Another method of finding approximative feasible count is by usage of most likely figure. This method involves thining the growing civilizations and so turning the dilution civilizations in broth tubings. This method is utile where it is good to utilize broth other than solid media particularly for extremely motile beings which are hapless in organizing settlements.
The most likely figure method is largely used when the being in inquiry is non able to turn on solid agar or in state of affairss where the micro-organisms are excessively few to give dependable step of population size by the standard home base count method ( Black 1996 ) .
The advantage of feasible count is that the method can be made really sensitive and that one can be able to number subsets of population. However the disadvantage is that sometimes the settlement organizing units may undervalue the figure of cells because of clip-clop or ironss of cells. It is besides clip devouring as the counts require at least few hours or overnight for incubation ( Bowden 1977 ) .

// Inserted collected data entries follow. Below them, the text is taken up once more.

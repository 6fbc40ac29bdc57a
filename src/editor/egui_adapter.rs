use super::{EditorAdapter, ListEdit, ListStyle, RecordingAdapter, WidgetHandle, WidgetKind};
use crate::codec::RecordData;
use crate::host::{EditorWorld, ListId, MirrorList, SyncArray};
use crate::value::Value;
use egui::{self, Ui};
use glam::{Quat, Vec2, Vec3, Vec4};

/// Draws the retained widget table with egui. User edits to list controls are queued as
/// [`ListEdit`]s and drained by the host after the frame.
#[derive(Default)]
pub struct EguiAdapter {
    widgets: RecordingAdapter,
    pending_edits: Vec<ListEdit>,
}

impl EguiAdapter {
    pub fn widgets(&self) -> &RecordingAdapter {
        &self.widgets
    }

    pub fn drain_edits(&mut self) -> Vec<ListEdit> {
        std::mem::take(&mut self.pending_edits)
    }

    pub fn show(&mut self, ui: &mut Ui, world: &EditorWorld) {
        let handles: Vec<(WidgetHandle, WidgetKind)> =
            self.widgets.widgets().map(|(handle, kind)| (handle, kind.clone())).collect();
        for (handle, kind) in handles {
            ui.push_id(handle.raw(), |ui| match kind {
                WidgetKind::Label { text } => {
                    ui.label(text);
                }
                WidgetKind::ArrayControl { array, label } => match world.array(array) {
                    Some(array) => Self::render_array(ui, array, &label),
                    None => {
                        ui.weak(format!("{label}: array removed"));
                    }
                },
                WidgetKind::ListControl { list, label, style } => {
                    if let Some(list) = world.list(list) {
                        self.render_list(ui, list, &label, &style);
                    }
                }
            });
        }
    }

    fn render_array(ui: &mut Ui, array: &SyncArray, label: &str) {
        egui::CollapsingHeader::new(format!("{label} [{}]", array.count())).show(ui, |ui| {
            for (index, element) in array.elements().iter().enumerate() {
                ui.label(format!("{index}: {element:?}"));
            }
        });
    }

    fn render_list(&mut self, ui: &mut Ui, list: &MirrorList, label: &str, style: &ListStyle) {
        ui.strong(label);
        let id = list.id();
        let size = egui::vec2(style.min_row_width, style.min_row_height);
        for record in list.records() {
            let mut data = record.data().clone();
            let mut remove = false;
            ui.push_id(record.id().raw(), |ui| {
                ui.horizontal(|ui| {
                    ui.set_min_height(style.min_row_height);
                    if edit_record(ui, &mut data, size) {
                        self.pending_edits.push(ListEdit::Set {
                            list: id,
                            record: record.id(),
                            data: data.clone(),
                        });
                    }
                    remove = ui.small_button("-").clicked();
                });
            });
            if remove {
                self.pending_edits.push(ListEdit::Remove { list: id, record: record.id() });
            }
        }
        if ui.button("Add").clicked() {
            self.pending_edits.push(ListEdit::Add { list: id });
        }
    }
}

impl EditorAdapter for EguiAdapter {
    fn build_array_control(&mut self, array: &SyncArray, label: &str) -> WidgetHandle {
        self.widgets.build_array_control(array, label)
    }

    fn build_list_control(
        &mut self,
        list: &MirrorList,
        label: &str,
        style: &ListStyle,
    ) -> WidgetHandle {
        self.widgets.build_list_control(list, label, style)
    }

    fn build_label(&mut self, text: &str) -> WidgetHandle {
        self.widgets.build_label(text)
    }

    fn destroy(&mut self, widget: WidgetHandle) {
        self.widgets.destroy(widget);
        let live: Vec<ListId> =
            self.widgets.list_controls().into_iter().map(|(_, list)| list).collect();
        self.pending_edits.retain(|edit| live.contains(&edit.list()));
    }
}

fn edit_record(ui: &mut Ui, data: &mut RecordData, size: egui::Vec2) -> bool {
    match data {
        RecordData::Field(value) => edit_value(ui, value, size),
        RecordData::Reference(target) => {
            let text = match target {
                Some(entity) => format!("Entity {}", entity.index()),
                None => "None".to_string(),
            };
            ui.label(text);
            if target.is_some() && ui.small_button("Clear").clicked() {
                *target = None;
                return true;
            }
            false
        }
        RecordData::Point { position, value } => {
            let moved = ui.add_sized(size, egui::DragValue::new(position).speed(0.01)).changed();
            let edited = edit_value(ui, value, size);
            moved || edited
        }
    }
}

fn edit_value(ui: &mut Ui, value: &mut Value, size: egui::Vec2) -> bool {
    match value {
        Value::Bool(flag) => ui.checkbox(flag, "").changed(),
        Value::Int(number) => ui.add_sized(size, egui::DragValue::new(number)).changed(),
        Value::Float(number) => {
            ui.add_sized(size, egui::DragValue::new(number).speed(0.01)).changed()
        }
        Value::Float2(vector) => {
            let mut parts = vector.to_array();
            let changed = edit_components(ui, &mut parts, size);
            *vector = Vec2::from_array(parts);
            changed
        }
        Value::Float3(vector) => {
            let mut parts = vector.to_array();
            let changed = edit_components(ui, &mut parts, size);
            *vector = Vec3::from_array(parts);
            changed
        }
        Value::Float4(vector) | Value::Color(vector) => {
            let mut parts = vector.to_array();
            let changed = edit_components(ui, &mut parts, size);
            *vector = Vec4::from_array(parts);
            changed
        }
        Value::Quat(rotation) => {
            let mut parts = rotation.to_array();
            let changed = edit_components(ui, &mut parts, size);
            if changed {
                *rotation = Quat::from_array(parts).normalize();
            }
            changed
        }
        Value::String(text) => {
            let wide = egui::vec2(size.x * 2.0, size.y);
            ui.add_sized(wide, egui::TextEdit::singleline(text)).changed()
        }
    }
}

fn edit_components(ui: &mut Ui, parts: &mut [f32], size: egui::Vec2) -> bool {
    let mut changed = false;
    for part in parts.iter_mut() {
        changed |= ui.add_sized(size, egui::DragValue::new(part).speed(0.01)).changed();
    }
    changed
}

Feasible count of bugs is largely applicable in nutrient processing industries largely dairy and meat processing workss where microbiology is most applicable. It helps in appraisal of shelf life of processed nutrient merchandises every bit good as rating of healthful conditions under which the merchandises were manufactured. The efficiency of certain intervention procedures like pasteurisation, sterilisation and cold storage done during production is besides evaluated by feasible microbic count.
Entire and feasible counts of micro-organisms are of import patterns in microbiology applicable in Fieldss of medical specialty, nutrient among others. The chief difference between the two is that entire count determines the count of all cells both dead and alive while feasible count estimation the figure of feasible or unrecorded cells merely capable of turning into distinguishable settlements.